Apple III Design
The Apple III was designed to be a business computer and an eventual successor for the Apple II. While the Apple II contributed to the inspirations of several important business products, such as VisiCalc, Multiplan and Apple Writer, the computer's hardware architecture, operating system and developer environment were limited. The Apple III addressed these weaknesses.

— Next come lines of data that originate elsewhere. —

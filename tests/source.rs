//! Source retrieval tests against a mocked HTTP server.

mod common;

use common::*;
use log4cxx_recipe::{Context, Log4cxx, Os, Recipe, RecipeError};
use wiremock::matchers::{method, path};
use wiremock::{Mock, MockServer, ResponseTemplate};

const ARCHIVE: &str = "apache-log4cxx-0.13.0.tar.gz";

/// Tarball laid out like the upstream release, including a fixture whose
/// name ends in a colon.
fn upstream_tarball(dir: &std::path::Path) -> Vec<u8> {
    let path = dir.join(ARCHIVE);
    make_tar_gz(
        &path,
        &[
            ("apache-log4cxx-0.13.0/LICENSE", "Apache License 2.0"),
            ("apache-log4cxx-0.13.0/NOTICE", "Apache log4cxx"),
            ("apache-log4cxx-0.13.0/CMakeLists.txt", "project(log4cxx)"),
            ("apache-log4cxx-0.13.0/src/test/resources/output/xyz/:", "fixture"),
        ],
    );
    std::fs::read(path).unwrap()
}

fn sha256_hex(bytes: &[u8]) -> String {
    use sha2::{Digest, Sha256};
    hex::encode(Sha256::digest(bytes))
}

async fn serve(body: Vec<u8>) -> MockServer {
    let server = MockServer::start().await;
    Mock::given(method("GET"))
        .and(path(format!("/dist/{}", ARCHIVE)))
        .respond_with(ResponseTemplate::new(200).set_body_bytes(body))
        .mount(&server)
        .await;
    server
}

#[tokio::test(flavor = "multi_thread")]
async fn test_source_downloads_and_unpacks() {
    let scratch = tempfile::TempDir::new().unwrap();
    let body = upstream_tarball(scratch.path());
    let server = serve(body.clone()).await;

    let url = format!("{}/dist/{}", server.uri(), ARCHIVE);
    let (_dir, recipe_dir, workspace) = create_test_env(&manifest_for(&url, &sha256_hex(&body)));
    let ctx = Context::new(&recipe_dir).workspace(&workspace);
    let mut state = log4cxx_state(ctx, settings(Os::Linux), options(false));

    Log4cxx.layout(&mut state).unwrap();
    Log4cxx.source(&mut state).unwrap();

    let src = workspace.join("src");
    assert_eq!(state.layout.source_folder, src);
    assert!(src.join("LICENSE").is_file());
    assert!(src.join("NOTICE").is_file());
    assert!(src.join("CMakeLists.txt").is_file());
    assert!(!src.join("src/test/resources/output/xyz").exists());
    assert!(workspace.join("downloads").join(ARCHIVE).is_file());
}

#[tokio::test(flavor = "multi_thread")]
async fn test_source_rejects_checksum_mismatch() {
    let scratch = tempfile::TempDir::new().unwrap();
    let body = upstream_tarball(scratch.path());
    let server = serve(body).await;

    let url = format!("{}/dist/{}", server.uri(), ARCHIVE);
    let wrong = "1".repeat(64);
    let (_dir, recipe_dir, workspace) = create_test_env(&manifest_for(&url, &wrong));
    let ctx = Context::new(&recipe_dir).workspace(&workspace);
    let mut state = log4cxx_state(ctx, settings(Os::Linux), options(false));

    Log4cxx.layout(&mut state).unwrap();
    let err = Log4cxx.source(&mut state).unwrap_err();

    assert!(matches!(err, RecipeError::Sha256Mismatch { .. }));
    assert!(!workspace.join("src").exists());
}

#[tokio::test(flavor = "multi_thread")]
async fn test_source_reports_http_errors() {
    let server = MockServer::start().await;
    Mock::given(method("GET"))
        .respond_with(ResponseTemplate::new(404))
        .mount(&server)
        .await;

    let url = format!("{}/dist/{}", server.uri(), ARCHIVE);
    let (_dir, recipe_dir, workspace) = create_test_env(&manifest_for(&url, "00"));
    let ctx = Context::new(&recipe_dir).workspace(&workspace);
    let mut state = log4cxx_state(ctx, settings(Os::Linux), options(false));

    Log4cxx.layout(&mut state).unwrap();
    let err = Log4cxx.source(&mut state).unwrap_err();
    assert!(matches!(err, RecipeError::Download { .. }));
}

#[tokio::test(flavor = "multi_thread")]
async fn test_package_copies_licenses() {
    let scratch = tempfile::TempDir::new().unwrap();
    let body = upstream_tarball(scratch.path());
    let server = serve(body.clone()).await;

    let url = format!("{}/dist/{}", server.uri(), ARCHIVE);
    let (_dir, recipe_dir, workspace) = create_test_env(&manifest_for(&url, &sha256_hex(&body)));
    let ctx = Context::new(&recipe_dir).workspace(&workspace);
    let mut state = log4cxx_state(ctx, settings(Os::Linux), options(false));

    Log4cxx.layout(&mut state).unwrap();
    Log4cxx.source(&mut state).unwrap();

    let licenses = state.layout.package_folder.join("licenses");
    for name in ["LICENSE", "NOTICE"] {
        log4cxx_recipe::tools::files::copy(
            &state.ctx,
            name,
            &state.layout.source_folder,
            &licenses,
        )
        .unwrap();
    }
    assert_eq!(
        std::fs::read_to_string(licenses.join("LICENSE")).unwrap(),
        "Apache License 2.0"
    );
    assert!(licenses.join("NOTICE").is_file());
}

#[tokio::test(flavor = "multi_thread")]
async fn test_source_falls_back_to_next_mirror() {
    let scratch = tempfile::TempDir::new().unwrap();
    let body = upstream_tarball(scratch.path());

    let server = MockServer::start().await;
    Mock::given(method("GET"))
        .and(path(format!("/gone/{}", ARCHIVE)))
        .respond_with(ResponseTemplate::new(404))
        .expect(1)
        .mount(&server)
        .await;
    Mock::given(method("GET"))
        .and(path(format!("/dist/{}", ARCHIVE)))
        .respond_with(ResponseTemplate::new(200).set_body_bytes(body.clone()))
        .expect(1)
        .mount(&server)
        .await;

    let manifest = format!(
        "[sources.\"{}\"]\nurl = [\"{}/gone/{}\", \"{}/dist/{}\"]\nsha256 = \"{}\"\n",
        VERSION,
        server.uri(),
        ARCHIVE,
        server.uri(),
        ARCHIVE,
        sha256_hex(&body)
    );
    let (_dir, recipe_dir, workspace) = create_test_env(&manifest);
    let ctx = Context::new(&recipe_dir).workspace(&workspace);
    let mut state = log4cxx_state(ctx, settings(Os::Linux), options(false));

    Log4cxx.layout(&mut state).unwrap();
    Log4cxx.source(&mut state).unwrap();

    assert!(workspace.join("src").join("CMakeLists.txt").is_file());
    assert!(workspace.join("downloads").join(ARCHIVE).is_file());
}
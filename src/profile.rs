//! Profiles: TOML files of default settings and options.
//!
//! ```toml
//! [settings]
//! os = "Linux"
//! arch = "x86_64"
//! compiler = "gcc"
//! "compiler.version" = "12"
//! "compiler.cppstd" = "17"
//! build_type = "Release"
//!
//! [options]
//! shared = false
//! prefer_boost = "False"
//! ```

use std::collections::BTreeMap;
use std::path::{Path, PathBuf};

use serde::Deserialize;

use crate::error::{RecipeError, Result};
use crate::options::Options;
use crate::settings::Settings;

#[derive(Debug, Clone, Default, PartialEq, Deserialize)]
#[serde(deny_unknown_fields)]
pub struct Profile {
    #[serde(default)]
    pub settings: BTreeMap<String, toml::Value>,
    #[serde(default)]
    pub options: BTreeMap<String, toml::Value>,
}

impl Profile {
    pub fn load(path: &Path) -> Result<Self> {
        let content = std::fs::read_to_string(path)?;
        Self::parse(&content)
            .map_err(|e| RecipeError::InvalidSetting(format!("{}: {}", path.display(), e)))
    }

    pub fn parse(content: &str) -> std::result::Result<Self, toml::de::Error> {
        toml::from_str(content)
    }

    /// Profile to use when none is given on the command line.
    ///
    /// `$RECIPE_PROFILE` wins; otherwise `<config_dir>/recipe/profiles/default.toml`
    /// if it exists.
    pub fn default_path() -> Option<PathBuf> {
        if let Ok(path) = std::env::var("RECIPE_PROFILE") {
            return Some(PathBuf::from(path));
        }
        let path = dirs::config_dir()?
            .join("recipe")
            .join("profiles")
            .join("default.toml");
        path.is_file().then_some(path)
    }

    /// Apply this profile on top of `settings` and `options`.
    pub fn apply(&self, settings: &mut Settings, options: &mut Options) -> Result<()> {
        self.apply_settings(settings)?;
        for (key, value) in &self.options {
            options.set(key, &value_string(value))?;
        }
        Ok(())
    }

    /// Apply only the `[settings]` table, as for a build machine profile.
    pub fn apply_settings(&self, settings: &mut Settings) -> Result<()> {
        for (key, value) in &self.settings {
            settings.set(key, &value_string(value))?;
        }
        Ok(())
    }
}

fn value_string(value: &toml::Value) -> String {
    match value {
        toml::Value::String(s) => s.clone(),
        toml::Value::Boolean(true) => "True".to_string(),
        toml::Value::Boolean(false) => "False".to_string(),
        other => other.to_string(),
    }
}

/// Split a `key=value` command-line assignment.
pub fn parse_assignment(s: &str) -> std::result::Result<(String, String), String> {
    let (key, value) = s
        .split_once('=')
        .ok_or_else(|| format!("expected key=value, got {}", s))?;
    let key = key.trim();
    if key.is_empty() {
        return Err(format!("empty key in {}", s));
    }
    Ok((key.to_string(), value.trim().to_string()))
}
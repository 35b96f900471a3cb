//! The hook surface a recipe implements.
//!
//! Every hook defaults to doing nothing, so a recipe only implements the
//! stages it cares about. Hooks are called by [`crate::Lifecycle`], once
//! each, in [`crate::Stage`] order.

use crate::error::Result;
use crate::options::Options;
use crate::state::{Metadata, RecipeState};

pub trait Recipe {
    /// Package name.
    fn name(&self) -> &str;

    fn metadata(&self) -> Metadata {
        Metadata::default()
    }

    fn default_options(&self) -> Options {
        Options::default()
    }

    /// Compute source/build/package folders.
    fn layout(&self, _state: &mut RecipeState) -> Result<()> {
        Ok(())
    }

    /// Remove options that do not apply to the target platform.
    fn config_options(&self, _state: &mut RecipeState) -> Result<()> {
        Ok(())
    }

    /// Derive option values from other options.
    fn configure(&self, _state: &mut RecipeState) -> Result<()> {
        Ok(())
    }

    fn requirements(&self, _state: &mut RecipeState) -> Result<()> {
        Ok(())
    }

    /// Reject configurations that cannot be built.
    fn validate(&self, _state: &mut RecipeState) -> Result<()> {
        Ok(())
    }

    /// Declare tools needed only while building.
    fn build_requirements(&self, _state: &mut RecipeState) -> Result<()> {
        Ok(())
    }

    fn source(&self, _state: &mut RecipeState) -> Result<()> {
        Ok(())
    }

    fn build(&self, _state: &mut RecipeState) -> Result<()> {
        Ok(())
    }

    fn package(&self, _state: &mut RecipeState) -> Result<()> {
        Ok(())
    }

    /// Publish consumer metadata into `state.cpp_info`.
    fn package_info(&self, _state: &mut RecipeState) -> Result<()> {
        Ok(())
    }

    /// Exercise the built package. Only verification recipes implement this.
    fn test(&self, _state: &mut RecipeState) -> Result<()> {
        Ok(())
    }
}
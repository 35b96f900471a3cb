//! Source manifest: per-version source archives and patches.
//!
//! ```toml
//! [sources."0.13.0"]
//! url = "https://archive.apache.org/dist/logging/log4cxx/0.13.0/apache-log4cxx-0.13.0.tar.gz"
//! sha256 = "..."
//!
//! [[patches."0.13.0"]]
//! patch_file = "patches/0.13.0-0001-fix-cmake.patch"
//! patch_description = "find expat through CMakeDeps"
//! ```

use std::collections::BTreeMap;
use std::path::{Path, PathBuf};

use serde::Deserialize;

use crate::error::{RecipeError, Result};

/// File name looked up in the recipe directory.
pub const MANIFEST_FILE: &str = "manifest.toml";

/// One URL or a list of mirrors.
#[derive(Debug, Clone, PartialEq, Eq, Deserialize)]
#[serde(untagged)]
pub enum Urls {
    One(String),
    Mirrors(Vec<String>),
}

impl Urls {
    pub fn as_slice(&self) -> &[String] {
        match self {
            Urls::One(url) => std::slice::from_ref(url),
            Urls::Mirrors(urls) => urls,
        }
    }
}

#[derive(Debug, Clone, PartialEq, Eq, Deserialize)]
pub struct SourceEntry {
    pub url: Urls,
    pub sha256: String,
}

#[derive(Debug, Clone, PartialEq, Eq, Deserialize)]
pub struct PatchEntry {
    /// Relative to the recipe directory.
    pub patch_file: PathBuf,
    #[serde(default)]
    pub patch_description: Option<String>,
    #[serde(default)]
    pub patch_type: Option<String>,
    /// Subfolder of the source tree the patch applies to.
    #[serde(default)]
    pub base_path: Option<PathBuf>,
}

#[derive(Debug, Clone, Default, PartialEq, Eq, Deserialize)]
#[serde(deny_unknown_fields)]
pub struct SourceManifest {
    #[serde(default)]
    sources: BTreeMap<String, SourceEntry>,
    #[serde(default)]
    patches: BTreeMap<String, Vec<PatchEntry>>,
}

impl SourceManifest {
    /// Load `manifest.toml` from a recipe directory.
    pub fn load_from_dir(recipe_dir: &Path) -> Result<Self> {
        Self::load(&recipe_dir.join(MANIFEST_FILE))
    }

    pub fn load(path: &Path) -> Result<Self> {
        let content = std::fs::read_to_string(path).map_err(|e| RecipeError::Manifest {
            path: path.to_path_buf(),
            reason: e.to_string(),
        })?;
        Self::parse(&content).map_err(|reason| RecipeError::Manifest {
            path: path.to_path_buf(),
            reason,
        })
    }

    fn parse(content: &str) -> std::result::Result<Self, String> {
        let manifest: Self = toml::from_str(content).map_err(|e| e.to_string())?;
        for version in manifest.sources.keys().chain(manifest.patches.keys()) {
            semver::Version::parse(version)
                .map_err(|e| format!("invalid version {}: {}", version, e))?;
        }
        Ok(manifest)
    }

    pub fn source(&self, version: &semver::Version) -> Result<&SourceEntry> {
        self.sources
            .get(&version.to_string())
            .ok_or_else(|| RecipeError::MissingSource(version.to_string()))
    }

    /// Patches for a version, in application order.
    pub fn patches(&self, version: &semver::Version) -> &[PatchEntry] {
        self.patches
            .get(&version.to_string())
            .map(Vec::as_slice)
            .unwrap_or_default()
    }

    /// Known versions, oldest first.
    pub fn versions(&self) -> Vec<semver::Version> {
        let mut versions: Vec<_> = self
            .sources
            .keys()
            .filter_map(|v| semver::Version::parse(v).ok())
            .collect();
        versions.sort();
        versions
    }

    pub fn latest(&self) -> Option<semver::Version> {
        self.versions().pop()
    }
}
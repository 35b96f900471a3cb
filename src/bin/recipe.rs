//! Recipe CLI - evaluate the log4cxx build recipe
//!
//! Usage:
//!   recipe create <recipe-dir>     Fetch, build and package, then run the test package
//!   recipe info <recipe-dir>       Show requirements and consumer metadata
//!   recipe test <recipe-dir>       Run the test package against an existing build

use anyhow::{Context as _, Result};
use clap::{Parser, Subcommand};
use log4cxx_recipe::profile::parse_assignment;
use log4cxx_recipe::{
    output, Context, Lifecycle, Log4cxx, Options, Profile, Recipe, RecipeState, Settings,
    SourceManifest, TestPackage,
};
use std::path::{Path, PathBuf};

#[derive(Parser)]
#[command(name = "recipe")]
#[command(about = "Build and package Apache log4cxx")]
#[command(version)]
struct Cli {
    #[command(subcommand)]
    command: Commands,

    /// Setting override, e.g. -s os=Linux -s compiler.cppstd=17
    #[arg(short = 's', long = "settings", global = true, value_parser = parse_assignment)]
    settings: Vec<(String, String)>,

    /// Option override, e.g. -o shared=True
    #[arg(short = 'o', long = "options", global = true, value_parser = parse_assignment)]
    options: Vec<(String, String)>,

    /// Profile file (defaults to $RECIPE_PROFILE or the user profile)
    #[arg(long, global = true)]
    profile: Option<PathBuf>,

    /// Profile describing the machine running the build (defaults to this host)
    #[arg(long, global = true)]
    build_profile: Option<PathBuf>,

    /// Build machine setting override, e.g. --build-setting arch=x86_64
    #[arg(long = "build-setting", global = true, value_parser = parse_assignment)]
    build_settings: Vec<(String, String)>,

    /// Workspace for source, build and package folders
    #[arg(short, long, global = true, env = "RECIPE_BUILD_FOLDER")]
    build_folder: Option<PathBuf>,

    /// Package version (defaults to the newest in manifest.toml)
    #[arg(long = "pkg-version", global = true)]
    pkg_version: Option<semver::Version>,

    /// Print commands without running them
    #[arg(long, global = true)]
    dry_run: bool,

    /// Echo every external command
    #[arg(short, long, global = true)]
    verbose: bool,
}

#[derive(Subcommand)]
enum Commands {
    /// Run the whole recipe lifecycle, then the test package
    Create {
        /// Directory containing manifest.toml, patches/ and test_package/
        recipe_dir: PathBuf,

        /// Skip the test package
        #[arg(long)]
        no_test: bool,
    },

    /// Show requirements and consumer metadata without building
    Info {
        recipe_dir: PathBuf,

        /// Print metadata as JSON
        #[arg(long, conflicts_with = "pkg_config")]
        json: bool,

        /// Print a pkg-config file for the package folder
        #[arg(long)]
        pkg_config: bool,
    },

    /// Build and run the test package against an existing package folder
    Test { recipe_dir: PathBuf },
}

fn main() {
    if let Err(e) = run() {
        output::error(&format!("{:#}", e));
        std::process::exit(1);
    }
}

fn run() -> Result<()> {
    let cli = Cli::parse();
    let (settings, options) = resolve_configuration(&cli)?;
    let build_settings = resolve_build_settings(&cli)?;

    match &cli.command {
        Commands::Create {
            recipe_dir,
            no_test,
        } => {
            let ctx = context(&cli, recipe_dir, &build_settings);
            let version = resolve_version(&cli, recipe_dir)?;
            let lifecycle = Lifecycle::new(&Log4cxx);
            let mut state = lifecycle.state_with_options(version, settings.clone(), options, ctx);
            lifecycle.run(&mut state)?;

            if *no_test {
                output::skip("test package disabled");
            } else {
                run_test_package(&cli, recipe_dir, &state, settings, &build_settings)?;
            }
        }

        Commands::Info {
            recipe_dir,
            json,
            pkg_config,
        } => {
            let ctx = context(&cli, recipe_dir, &build_settings);
            let version = resolve_version(&cli, recipe_dir)?;
            let lifecycle = Lifecycle::new(&Log4cxx);
            let mut state = lifecycle.state_with_options(version, settings, options, ctx);
            lifecycle.evaluate(&mut state)?;

            if *json {
                println!("{}", info_json(&state)?);
            } else if *pkg_config {
                print!(
                    "{}",
                    state.cpp_info.to_pkg_config(
                        &state.layout.package_folder,
                        &state.metadata.description,
                        &state.version.to_string(),
                    )
                );
            } else {
                print_info(&state);
            }
        }

        Commands::Test { recipe_dir } => {
            let version = resolve_version(&cli, recipe_dir)?;
            let ctx = context(&cli, recipe_dir, &build_settings);
            let lifecycle = Lifecycle::new(&Log4cxx);
            let mut state = lifecycle.state_with_options(version, settings.clone(), options, ctx);
            lifecycle.evaluate(&mut state)?;
            run_test_package(&cli, recipe_dir, &state, settings, &build_settings)?;
        }
    }

    Ok(())
}

/// Defaults, then profile, then command-line overrides.
fn resolve_configuration(cli: &Cli) -> Result<(Settings, Options)> {
    let mut settings = Settings::detect();
    let mut options = Log4cxx.default_options();

    if let Some(path) = cli.profile.clone().or_else(Profile::default_path) {
        let profile = Profile::load(&path)
            .with_context(|| format!("Failed to load profile: {}", path.display()))?;
        profile.apply(&mut settings, &mut options)?;
    }
    for (key, value) in &cli.settings {
        settings.set(key, value)?;
    }
    for (key, value) in &cli.options {
        options.set(key, value)?;
    }
    Ok((settings, options))
}

/// Settings of the machine running the build: host, then build profile, then
/// `--build-setting` overrides.
fn resolve_build_settings(cli: &Cli) -> Result<Settings> {
    let mut settings = Settings::detect();
    if let Some(path) = &cli.build_profile {
        let profile = Profile::load(path)
            .with_context(|| format!("Failed to load build profile: {}", path.display()))?;
        profile.apply_settings(&mut settings)?;
    }
    for (key, value) in &cli.build_settings {
        settings.set(key, value)?;
    }
    Ok(settings)
}

fn context(cli: &Cli, recipe_dir: &Path, build_settings: &Settings) -> Context {
    let mut ctx = Context::new(recipe_dir)
        .build_settings(build_settings.clone())
        .dry_run(cli.dry_run)
        .verbose(cli.verbose);
    if let Some(dir) = &cli.build_folder {
        ctx = ctx.workspace(dir);
    }
    ctx
}

fn resolve_version(cli: &Cli, recipe_dir: &Path) -> Result<semver::Version> {
    if let Some(version) = &cli.pkg_version {
        return Ok(version.clone());
    }
    let manifest = SourceManifest::load_from_dir(recipe_dir)?;
    manifest.latest().with_context(|| {
        format!(
            "No versions listed in {}; pass --pkg-version",
            recipe_dir.join("manifest.toml").display()
        )
    })
}

fn run_test_package(
    cli: &Cli,
    recipe_dir: &Path,
    tested: &RecipeState,
    settings: Settings,
    build_settings: &Settings,
) -> Result<()> {
    let recipe = TestPackage::new(tested.reference(), &tested.layout.package_folder);
    let lifecycle = Lifecycle::new(&recipe);
    let ctx = context(cli, recipe_dir, build_settings);
    let mut state = lifecycle.state(tested.version.clone(), settings, ctx);
    lifecycle.verify(&mut state)?;
    output::success(&format!("{} verified", tested.reference()));
    Ok(())
}

fn info_json(state: &RecipeState) -> Result<String> {
    let value = serde_json::json!({
        "reference": state.reference().to_string(),
        "metadata": state.metadata,
        "settings": state.settings,
        "options": state.options,
        "requires": state.requirements,
        "build_requires": state.build_requirements,
        "cpp_info": state.cpp_info,
    });
    Ok(serde_json::to_string_pretty(&value)?)
}

fn print_info(state: &RecipeState) {
    output::action(&state.reference().to_string());
    output::info(&state.metadata.description);

    println!("  options:");
    for (name, value) in state.options.entries() {
        println!("    {}={}", name, if value { "True" } else { "False" });
    }
    println!("  requires ({}):", state.requirements.len());
    for dep in &state.requirements {
        println!("    {}", dep);
    }
    if !state.build_requirements.is_empty() {
        println!("  build_requires ({}):", state.build_requirements.len());
        for dep in &state.build_requirements {
            println!("    {}", dep);
        }
    }

    let info = &state.cpp_info;
    println!("  libs: {}", info.libs.join(", "));
    if !info.defines.is_empty() {
        println!("  defines: {}", info.defines.join(", "));
    }
    if !info.system_libs.is_empty() {
        println!("  system_libs: {}", info.system_libs.join(", "));
    }
    for (key, value) in &info.properties {
        println!("  {}: {}", key, value);
    }
}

The Apple III was powered by a 1.8 MHz Synertek 6502A or B 8-bit CPU and, like some of the more advanced machines in the Apple II family, used bank switching techniques to address up to 256 KB of memory. Third-party vendors also produced memory upgrade kits that allowed the Apple III to reach up to 512 KB. Other Apple III built-in features included an 80-column display with upper and lowercase characters, a numeric keypad, dual-speed (pressure sensitive) cursor control keys, 6-bit (DAC) audio, 16-color high-resolution graphics, and a built-in 140 KB 5.25" floppy disk drive. Unlike the Apple II, the Disk III controller was built into the logic board.
The Apple III was the first Apple product that allowed the user to choose both a screen font and a keyboard layout: either QWERTY or Dvorak. These choices could not be changed while programs were running, unlike the Apple IIc, which had a keyboard switch directly above the keyboard, allowing switching on the fly.